» Raw data:

((

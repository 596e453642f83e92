use anyhow::Result;
use flight_service::config::{self, Config};
use flight_service::server;
use tracing_subscriber::EnvFilter;

#[tokio::main]
async fn main() -> Result<()> {
    dotenvy::dotenv().ok();

    let config = config::load_from_env()?;
    init_tracing(&config);
    config.print_summary();

    server::run(config).await
}

fn init_tracing(config: &Config) {
    let filter = EnvFilter::try_new(&config.log_level).unwrap_or_else(|_| EnvFilter::new("info"));
    let builder = tracing_subscriber::fmt().with_env_filter(filter);

    if config.is_json_logging() {
        builder.json().init();
    } else {
        builder.init();
    }
}
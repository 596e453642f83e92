//! Data Transfer Objects for API requests and responses.
//!
//! All DTOs use Serde for JSON serialization/deserialization.

pub mod flight;
pub mod health;
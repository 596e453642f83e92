//! Flight entity representing a single scheduled flight.

use super::FlightDate;

/// A stored flight record.
///
/// `id` is assigned by the store on insert and never changes afterwards,
/// except through an explicit replace addressed by that same id.
#[derive(Debug, Clone, PartialEq, Eq)]
pub struct Flight {
    pub id: i64,
    pub from: String,
    pub to: String,
    pub date: FlightDate,
}

impl Flight {
    /// Creates a new Flight instance.
    pub fn new(id: i64, from: String, to: String, date: FlightDate) -> Self {
        Self { id, from, to, date }
    }
}

/// Input data for creating or replacing a flight.
///
/// Carries no id: the store decides the id on insert and the caller's path
/// id wins on replace.
#[derive(Debug, Clone, PartialEq, Eq)]
pub struct NewFlight {
    pub from: String,
    pub to: String,
    pub date: FlightDate,
}

impl NewFlight {
    pub fn new(
        from: impl Into<String>,
        to: impl Into<String>,
        date: impl Into<FlightDate>,
    ) -> Self {
        Self {
            from: from.into(),
            to: to.into(),
            date: date.into(),
        }
    }

    /// Binds the input to an id, producing a full record.
    pub fn with_id(self, id: i64) -> Flight {
        Flight::new(id, self.from, self.to, self.date)
    }
}

#[cfg(test)]
mod tests {
    use super::*;
    use chrono::{TimeZone, Utc};

    #[test]
    fn test_flight_creation() {
        let date: FlightDate = "2024-01-01T00:00:00".parse().unwrap();
        let flight = Flight::new(1, "VIE".to_string(), "LHR".to_string(), date.clone());

        assert_eq!(flight.id, 1);
        assert_eq!(flight.from, "VIE");
        assert_eq!(flight.to, "LHR");
        assert_eq!(flight.date, date);
    }

    #[test]
    fn test_new_flight_with_id() {
        let date = Utc.with_ymd_and_hms(2024, 2, 1, 0, 0, 0).unwrap();
        let flight = NewFlight::new("LHR", "JFK", date).with_id(42);

        assert_eq!(flight.id, 42);
        assert_eq!(flight.from, "LHR");
        assert_eq!(flight.to, "JFK");
        assert_eq!(flight.date.as_str(), "2024-02-01T00:00:00Z");
    }
}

))

» About this exercise: Only an exact retyping of the full data will do.

» Exercise output:
repository 596e453642f83e92
use anyhow::Result;
use flight_service::config::{self, Config};
use flight_service::server;
use tracing_subscriber::EnvFilter;

#[tokio::main]
async fn main() -> Result<()> {
    dotenvy::dotenv().ok();

    let config = config::load_from_env()?;
    init_tracing(&config);
    config.print_summary();

    server::run(config).await
}

fn init_tracing(config: &Config) {
    let filter = EnvFilter::try_new(&config.log_level).unwrap_or_else(|_| EnvFilter::new("info"));
    let builder = tracing_subscriber::fmt().with_env_filter(filter);

    if config.is_json_logging() {
        builder.json().init();
    } else {
        builder.init();
    }
}
repository 596e453642f83e92
//! Data Transfer Objects for API requests and responses.
//!
//! All DTOs use Serde for JSON serialization/deserialization.

pub mod flight;
pub mod health;
repository 596e453642f83e92
//! Flight entity representing a single scheduled flight.

use super::FlightDate;

/// A stored flight record.
///
/// `id` is assigned by the store on insert and never changes afterwards,
/// except through an explicit replace addressed by that same id.
#[derive(Debug, Clone, PartialEq, Eq)]
pub struct Flight {
    pub id: i64,
    pub from: String,
    pub to: String,
    pub date: FlightDate,
}

impl Flight {
    /// Creates a new Flight instance.
    pub fn new(id: i64, from: String, to: String, date: FlightDate) -> Self {
        Self { id, from, to, date }
    }
}

/// Input data for creating or replacing a flight.
///
/// Carries no id: the store decides the id on insert and the caller's path
/// id wins on replace.
#[derive(Debug, Clone, PartialEq, Eq)]
pub struct NewFlight {
    pub from: String,
    pub to: String,
    pub date: FlightDate,
}

impl NewFlight {
    pub fn new(
        from: impl Into<String>,
        to: impl Into<String>,
        date: impl Into<FlightDate>,
    ) -> Self {
        Self {
            from: from.into(),
            to: to.into(),
            date: date.into(),
        }
    }

    /// Binds the input to an id, producing a full record.
    pub fn with_id(self, id: i64) -> Flight {
        Flight::new(id, self.from, self.to, self.date)
    }
}

#[cfg(test)]
mod tests {
    use super::*;
    use chrono::{TimeZone, Utc};

    #[test]
    fn test_flight_creation() {
        let date: FlightDate = "2024-01-01T00:00:00".parse().unwrap();
        let flight = Flight::new(1, "VIE".to_string(), "LHR".to_string(), date.clone());

        assert_eq!(flight.id, 1);
        assert_eq!(flight.from, "VIE");
        assert_eq!(flight.to, "LHR");
        assert_eq!(flight.date, date);
    }

    #[test]
    fn test_new_flight_with_id() {
        let date = Utc.with_ymd_and_hms(2024, 2, 1, 0, 0, 0).unwrap();
        let flight = NewFlight::new("LHR", "JFK", date).with_id(42);

        assert_eq!(flight.id, 42);
        assert_eq!(flight.from, "LHR");
        assert_eq!(flight.to, "JFK");
        assert_eq!(flight.date.as_str(), "2024-02-01T00:00:00Z");
    }
}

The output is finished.